Task statement:
If a line in the records contains the string "zero", show that line.

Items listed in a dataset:
'''

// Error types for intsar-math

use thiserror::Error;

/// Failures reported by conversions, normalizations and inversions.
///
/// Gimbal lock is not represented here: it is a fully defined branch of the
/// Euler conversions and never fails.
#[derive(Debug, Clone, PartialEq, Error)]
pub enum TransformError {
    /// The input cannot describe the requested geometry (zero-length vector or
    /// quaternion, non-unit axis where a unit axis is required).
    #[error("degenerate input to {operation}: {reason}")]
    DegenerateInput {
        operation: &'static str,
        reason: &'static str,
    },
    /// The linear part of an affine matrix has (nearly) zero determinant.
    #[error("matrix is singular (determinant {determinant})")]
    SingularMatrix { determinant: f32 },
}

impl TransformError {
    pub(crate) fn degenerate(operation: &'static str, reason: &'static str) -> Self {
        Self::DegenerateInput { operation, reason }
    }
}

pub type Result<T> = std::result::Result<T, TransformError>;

'''

Response box:
    /// The input cannot describe the requested geometry (zero-length vector or
    /// The linear part of an affine matrix has (nearly) zero determinant.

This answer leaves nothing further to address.